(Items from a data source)
---------------

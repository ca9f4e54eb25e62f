//! Near-transit photometry grouped by observing quarter.

use std::collections::BTreeMap;

use rayon::prelude::*;

use crate::domain::{CadenceKind, LiteCurve};
use crate::infer::prior::normal_lnpdf;
use crate::math::stats::{mean, std_dev, variance};
use crate::transit::TransitModel;

/// Near-transit cadences of one quarter.
#[derive(Debug, Clone, PartialEq)]
pub struct QuarterPhotometry {
    pub cadence: CadenceKind,
    pub time: Vec<f64>,
    pub flux: Vec<f64>,
    pub error: Vec<f64>,
}

impl QuarterPhotometry {
    pub fn len(&self) -> usize {
        self.time.len()
    }

    pub fn is_empty(&self) -> bool {
        self.time.is_empty()
    }

    pub fn exposure(&self) -> f64 {
        self.cadence.integration_time()
    }

    /// Model flux `flux0 + Σ transits` at every cadence.
    pub fn model_flux(&self, model: &TransitModel, flux0: f64) -> Vec<f64> {
        model
            .delta_flux(&self.time, self.exposure(), self.cadence.oversample())
            .into_iter()
            .map(|d| flux0 + d)
            .collect()
    }

    /// Gaussian log-likelihood with per-quarter jitter added to the mean
    /// photometric error.
    pub fn log_likelihood(&self, model: &TransitModel, flux0: f64, log_jit: f64) -> f64 {
        let sd = ((mean(&self.error).powi(2) + log_jit.exp()).sqrt()) / std::f64::consts::SQRT_2;
        self.model_flux(model, flux0)
            .iter()
            .zip(&self.flux)
            .map(|(m, f)| normal_lnpdf(*f, *m, sd))
            .sum()
    }
}

#[derive(Debug, Clone, PartialEq)]
pub enum QuarterData {
    Transits(QuarterPhotometry),
    /// Data exist for the quarter but too few cadences fall near transits.
    NoTransits(CadenceKind),
}

/// Minimum near-transit cadence count for a usable quarter.
fn min_cadences(cadence: CadenceKind) -> usize {
    match cadence {
        CadenceKind::Short => 45,
        CadenceKind::Long => 5,
    }
}

/// Per-quarter photometry keyed by quarter number.
#[derive(Debug, Clone, Default, PartialEq)]
pub struct QuarterSet {
    quarters: BTreeMap<i32, QuarterData>,
}

impl QuarterSet {
    /// Collect cadences where `window` is set, quarter by quarter. A quarter
    /// already holding transits is never replaced by a later curve.
    pub fn collect(curves: &[(CadenceKind, &LiteCurve, &[bool])]) -> Self {
        let mut quarters = BTreeMap::new();
        for (cadence, lc, window) in curves {
            for q in lc.quarters() {
                if matches!(quarters.get(&q), Some(QuarterData::Transits(_))) {
                    continue;
                }
                let rows: Vec<usize> = (0..lc.len())
                    .filter(|&i| lc.quarter[i] == q && window[i])
                    .collect();
                let data = if rows.len() > min_cadences(*cadence) {
                    QuarterData::Transits(QuarterPhotometry {
                        cadence: *cadence,
                        time: rows.iter().map(|&i| lc.time[i]).collect(),
                        flux: rows.iter().map(|&i| lc.flux[i]).collect(),
                        error: rows.iter().map(|&i| lc.error[i]).collect(),
                    })
                } else {
                    QuarterData::NoTransits(*cadence)
                };
                quarters.insert(q, data);
            }
        }
        Self { quarters }
    }

    pub fn get(&self, quarter: i32) -> Option<&QuarterData> {
        self.quarters.get(&quarter)
    }

    pub fn iter(&self) -> impl Iterator<Item = (i32, &QuarterData)> {
        self.quarters.iter().map(|(q, d)| (*q, d))
    }

    /// Quarters with usable near-transit photometry, ascending.
    pub fn with_transits(&self) -> Vec<(i32, &QuarterPhotometry)> {
        self.quarters
            .iter()
            .filter_map(|(q, d)| match d {
                QuarterData::Transits(p) => Some((*q, p)),
                QuarterData::NoTransits(_) => None,
            })
            .collect()
    }

    /// Time and flux of every usable quarter, concatenated in quarter order.
    pub fn stacked(&self) -> (Vec<f64>, Vec<f64>) {
        let mut time = Vec::new();
        let mut flux = Vec::new();
        for (_, p) in self.with_transits() {
            time.extend_from_slice(&p.time);
            flux.extend_from_slice(&p.flux);
        }
        (time, flux)
    }
}

/// Priors for the per-quarter flux offset and log-jitter.
#[derive(Debug, Clone, Copy, PartialEq)]
pub struct NuisancePrior {
    pub mu_flux0: f64,
    pub sd_flux0: f64,
    pub mu_log_jit: f64,
    pub sd_log_jit: f64,
}

impl NuisancePrior {
    pub fn from_quarters(set: &QuarterSet) -> Self {
        let (_, flux) = set.stacked();
        Self {
            mu_flux0: mean(&flux),
            sd_flux0: std_dev(&flux).max(1e-6),
            mu_log_jit: (variance(&flux) / 10.0).max(f64::MIN_POSITIVE).ln(),
            sd_log_jit: 10.0,
        }
    }

    pub fn log_prior(&self, flux0: &[f64], log_jit: &[f64]) -> f64 {
        flux0
            .iter()
            .map(|f| normal_lnpdf(*f, self.mu_flux0, self.sd_flux0))
            .chain(log_jit.iter().map(|j| normal_lnpdf(*j, self.mu_log_jit, self.sd_log_jit)))
            .sum()
    }
}

/// Summed log-likelihood of every usable quarter, in parallel.
pub fn quarters_log_likelihood(
    quarters: &[(i32, &QuarterPhotometry)],
    model: &TransitModel,
    flux0: &[f64],
    log_jit: &[f64],
) -> f64 {
    quarters
        .par_iter()
        .enumerate()
        .map(|(j, (_, p))| p.log_likelihood(model, flux0[j], log_jit[j]))
        .sum()
}

#[cfg(test)]
mod tests {
    use super::*;
    use crate::domain::{LCIT, SCIT};

    fn curve(n: usize, dt: f64, quarters: &[i32]) -> LiteCurve {
        let per = n / quarters.len();
        LiteCurve {
            time: (0..n).map(|i| i as f64 * dt).collect(),
            flux: vec![1.0; n],
            error: vec![1e-4; n],
            cadno: (0..n as i64).collect(),
            quarter: (0..n).map(|i| quarters[(i / per).min(quarters.len() - 1)]).collect(),
            channel: vec![1; n],
            mask: vec![false; n],
            quality: vec![0; n],
        }
    }

    #[test]
    fn quarters_need_enough_near_transit_cadences() {
        let lc = curve(200, LCIT, &[3, 4]);
        // Ten cadences in quarter 3, three in quarter 4.
        let window: Vec<bool> = (0..200).map(|i| (40..50).contains(&i) || (150..153).contains(&i)).collect();
        let set = QuarterSet::collect(&[(CadenceKind::Long, &lc, &window)]);
        assert_eq!(set.with_transits().len(), 1);
        assert_eq!(set.with_transits()[0].0, 3);
        assert_eq!(set.get(4), Some(&QuarterData::NoTransits(CadenceKind::Long)));
    }

    #[test]
    fn short_cadence_keeps_its_own_exposure() {
        let sc = curve(100, SCIT, &[7]);
        let lc = curve(100, LCIT, &[7, 8]);
        let all = vec![true; 100];
        let set = QuarterSet::collect(&[
            (CadenceKind::Short, &sc, &all),
            (CadenceKind::Long, &lc, &all),
        ]);
        let usable = set.with_transits();
        assert_eq!(usable.len(), 2);
        assert_eq!(usable[0].1.cadence, CadenceKind::Short);
        assert_eq!(usable[0].1.exposure(), SCIT);
        assert_eq!(usable[1].1.cadence, CadenceKind::Long);
    }
}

---------------

### ASSIGNED TASK
Filter the data above by the word "LiteCurve" and copy every line that matches.

### TASK OUTPUT
use crate::domain::{CadenceKind, LiteCurve};
    pub fn collect(curves: &[(CadenceKind, &LiteCurve, &[bool])]) -> Self {
    fn curve(n: usize, dt: f64, quarters: &[i32]) -> LiteCurve {
        LiteCurve {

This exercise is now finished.